The short answer to this question is: Swine flu. (The long answer has a lot to do with the stress my constant hate-filled moaning puts on my relationship and my gastrointestinal health...but I'm sure that will be addressed at a later date.) I'm new to this, so if I ramble just stop reading (not that anyone would read anyhow).
There is so much conflicting information about this stupid flu. Mexico says they've had over 150 deaths, the WHO says there have been less than ten. The Homeland Security wench says closing the border won't help, many other countries have disallowed travel to, and entry from Mexico. Wash your hands frequently, wear a hazmat suit and lock yourself in your house a la Howard Hughes. Don't think twice about eating a suspect churro from a random street vendor, drive past a Taco Bell and death will be imminent. Get it? The reports have been contradictory.
What has me pissed about this is how everyone is politicizing it.
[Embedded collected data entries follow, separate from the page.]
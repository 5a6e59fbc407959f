//! Custom assertion utilities for tests.

use argmapper::{OutcomeKind, ResolveResult};

/// Assert that a result is Ok and return the inner value.
///
/// # Panics
///
/// Panics with `context` and the error if the result is `Err`.
#[allow(dead_code)]
pub fn assert_ok<T, E: std::fmt::Debug>(result: Result<T, E>, context: &str) -> T {
    match result {
        Ok(v) => v,
        Err(e) => panic!("{} failed: {:?}", context, e),
    }
}

/// Assert that a result is Err and return the error.
#[allow(dead_code)]
pub fn assert_err<T: std::fmt::Debug, E>(result: Result<T, E>, context: &str) -> E {
    match result {
        Ok(v) => panic!("{} should have failed but got: {:?}", context, v),
        Err(e) => e,
    }
}

/// Assert that an error message contains expected text, ignoring case.
#[allow(dead_code)]
pub fn assert_error_contains<E: std::fmt::Display>(error: E, expected_text: &str, context: &str) {
    let error_str = error.to_string().to_lowercase();
    let expected_lower = expected_text.to_lowercase();

    assert!(
        error_str.contains(&expected_lower),
        "{}: error message should contain '{}', got: {}",
        context,
        expected_text,
        error
    );
}

/// Assert that an error message contains any of the expected texts.
#[allow(dead_code)]
pub fn assert_error_contains_any<E: std::fmt::Display>(
    error: E,
    expected_texts: &[&str],
    context: &str,
) {
    let error_str = error.to_string().to_lowercase();

    let found = expected_texts
        .iter()
        .any(|text| error_str.contains(&text.to_lowercase()));

    assert!(
        found,
        "{}: error message should contain one of {:?}, got: {}",
        context, expected_texts, error
    );
}

/// Assert the exact sequence of outcome kinds in a resolution trail.
#[allow(dead_code)]
pub fn assert_outcomes(result: &ResolveResult, expected: &[OutcomeKind], context: &str) {
    let actual: Vec<OutcomeKind> = result.attempts().iter().map(|a| a.outcome.kind()).collect();
    if actual != expected {
        let trail: Vec<String> = result.attempts().iter().map(ToString::to_string).collect();
        panic!(
            "{}: outcome mismatch\n  expected: {:?}\n  actual: {:?}\n  trail:\n    {}",
            context,
            expected,
            actual,
            trail.join("\n    ")
        );
    }
}

#[cfg(test)]
mod tests {
    use super::*;

    #[test]
    fn test_assert_ok() {
        let result: Result<i32, &str> = Ok(42);
        let value = assert_ok(result, "test operation");
        assert_eq!(value, 42);
    }

    #[test]
    #[should_panic(expected = "test operation failed")]
    fn test_assert_ok_fails() {
        let result: Result<i32, &str> = Err("error");
        assert_ok(result, "test operation");
    }

    #[test]
    fn test_assert_error_contains_any() {
        let error = "no value or converter for `DB: String`";
        assert_error_contains_any(error, &["missing", "no value"], "missing input");
    }
}
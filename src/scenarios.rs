//! Built-in resolution scenarios.
//!
//! Each scenario is a small, self-contained resolver setup: a set of
//! converters, a target and a base environment. The CLI runs them by name.

use anyhow::{anyhow, bail, Result};
use argmapper_core::{Converter, ResolveResult, Resolver, ResolverConfig, Target};
use argmapper_types::{arg_struct, Environment};
use tracing::info;

arg_struct! { struct FullName { full_name: String => "FullName" } }
arg_struct! { struct Name { name: String => "Name" } }
arg_struct! { struct ConfigFile { path: String => "ConfigFile" } }
arg_struct! { struct EnvVar { value: String => "EnvVar" } }
arg_struct! { struct Port { port: u16 => "Port" } }
arg_struct! { struct Dsn { dsn: String => "DSN" } }
arg_struct! { struct Db { handle: String => "DB" } }
arg_struct! { struct Left { value: String => "Left" } }
arg_struct! { struct Right { value: String => "Right" } }

/// Converters, target and base environment for one scenario.
pub struct Setup {
    pub converters: Vec<Converter>,
    pub target: Target,
    pub base: Environment,
}

/// A named scenario.
pub struct Scenario {
    pub name: &'static str,
    pub description: &'static str,
    setup: fn() -> Result<Setup>,
    render: fn(&Environment) -> Option<String>,
}

/// Output of running a scenario.
pub struct ScenarioRun {
    pub result: ResolveResult,
    /// Human-readable rendering of the resolved value, if any.
    pub value: Option<String>,
}

impl Scenario {
    pub fn setup(&self) -> Result<Setup> {
        (self.setup)()
    }

    /// Build a resolver for this scenario and resolve its target.
    pub fn run(&self, config: ResolverConfig) -> Result<ScenarioRun> {
        let Setup {
            converters,
            target,
            base,
        } = self.setup()?;

        let mut resolver = Resolver::with_config(config);
        for converter in converters {
            resolver.register(converter);
        }

        info!(scenario = self.name, target = %target, base = %base, "running scenario");
        let result = resolver.resolve(&target, &base);
        let value = result.value().and_then(self.render);
        Ok(ScenarioRun { result, value })
    }
}

static SCENARIOS: &[Scenario] = &[
    Scenario {
        name: "first-token",
        description: "Derive Name from FullName with a single converter",
        setup: first_token,
        render: render_name,
    },
    Scenario {
        name: "port-fallback",
        description: "Fall back from a failing config-file converter to the environment",
        setup: port_fallback,
        render: render_port,
    },
    Scenario {
        name: "missing-db",
        description: "Report a missing input without invoking any converter",
        setup: missing_db,
        render: render_db,
    },
    Scenario {
        name: "cycle",
        description: "Two converters that only produce each other's input",
        setup: cycle,
        render: render_right,
    },
];

pub fn all() -> &'static [Scenario] {
    SCENARIOS
}

pub fn find(name: &str) -> Option<&'static Scenario> {
    SCENARIOS.iter().find(|s| s.name == name)
}

/// Like [`find`], with an error listing the known names.
pub fn lookup(name: &str) -> Result<&'static Scenario> {
    find(name).ok_or_else(|| {
        let known: Vec<&str> = SCENARIOS.iter().map(|s| s.name).collect();
        anyhow!("unknown scenario '{}' (known: {})", name, known.join(", "))
    })
}

fn first_token() -> Result<Setup> {
    let converter = Converter::infallible("first_token", |i: FullName| Name {
        name: i
            .full_name
            .split_whitespace()
            .next()
            .unwrap_or_default()
            .to_string(),
    })?;
    Ok(Setup {
        converters: vec![converter],
        target: Target::of::<Name>(),
        base: Environment::new().with("FullName", "Alice Smith".to_string()),
    })
}

fn port_fallback() -> Result<Setup> {
    let from_file = Converter::fallible("from_file", |c: ConfigFile| -> Result<Port> {
        bail!("{}: file not found", c.path)
    })?;
    let from_env = Converter::fallible("from_env", |e: EnvVar| -> Result<Port> {
        Ok(Port {
            port: e.value.trim().parse()?,
        })
    })?;
    Ok(Setup {
        converters: vec![from_file, from_env],
        target: Target::of::<Port>(),
        base: Environment::new()
            .with("ConfigFile", "app.toml".to_string())
            .with("EnvVar", "8080".to_string()),
    })
}

fn missing_db() -> Result<Setup> {
    let connect = Converter::infallible("connect", |d: Dsn| Db {
        handle: format!("db({})", d.dsn),
    })?;
    Ok(Setup {
        converters: vec![connect],
        target: Target::of::<Db>(),
        base: Environment::new(),
    })
}

fn cycle() -> Result<Setup> {
    let left_to_right =
        Converter::infallible("left_to_right", |l: Left| Right { value: l.value })?;
    let right_to_left =
        Converter::infallible("right_to_left", |r: Right| Left { value: r.value })?;
    Ok(Setup {
        converters: vec![left_to_right, right_to_left],
        target: Target::of::<Right>(),
        base: Environment::new(),
    })
}

fn render_name(env: &Environment) -> Option<String> {
    env.get_as::<String>("Name").map(|v| format!("Name = {}", v))
}

fn render_port(env: &Environment) -> Option<String> {
    env.get_as::<u16>("Port").map(|v| format!("Port = {}", v))
}

fn render_db(env: &Environment) -> Option<String> {
    env.get_as::<String>("DB").map(|v| format!("DB = {}", v))
}

fn render_right(env: &Environment) -> Option<String> {
    env.get_as::<String>("Right").map(|v| format!("Right = {}", v))
}

#[cfg(test)]
mod tests {
    use super::*;

    #[test]
    fn test_names_are_unique() {
        let mut names: Vec<_> = all().iter().map(|s| s.name).collect();
        names.sort();
        names.dedup();
        assert_eq!(names.len(), all().len());
    }

    #[test]
    fn test_every_setup_builds() {
        for scenario in all() {
            assert!(scenario.setup().is_ok(), "{} failed to build", scenario.name);
        }
    }

    #[test]
    fn test_lookup_unknown() {
        let err = lookup("nope").err().expect("unknown scenario");
        assert!(err.to_string().contains("first-token"));
    }
}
Conservatives say it is yet another indicator of Obama's plan to create an EU-style North American Federation, abolish term limits and start throwing black bags over the heads of the opposition and showing them just how uncomfortable water boarding really is. Liberals use it to show everyone just how racist and ignorant the right is and point to it as a warning of the coming Republican-instituted internment camps, wherein anyone with melanin will be held indefinitely.
It's the fucking flu. (I hope you can curse on here. If not, I guess my blogging career will fail miserably.) If you get sick, drink some 7-up, eat some saltines, projectile vomit for a few days and get on with your life.
I do think it's entirely asinine of the DHS head to say that closing the border with Mexico will do nothing to stop the spread of the flu, but I think it has less to do with her political affiliation and more to do with her abysmally low IQ.
Solution: Let the Americans that are in Mexico come back, stop travel to and from Mexico until the threat passes, don't tongue kiss someone who just hacked up an unidentifiable foreign object and go back to worrying about things that really matter. Shut the fuck up about cloaks and daggers, racism, bigotry, impending death and black plague.
Oh goody...I'm now a faggoty blogger.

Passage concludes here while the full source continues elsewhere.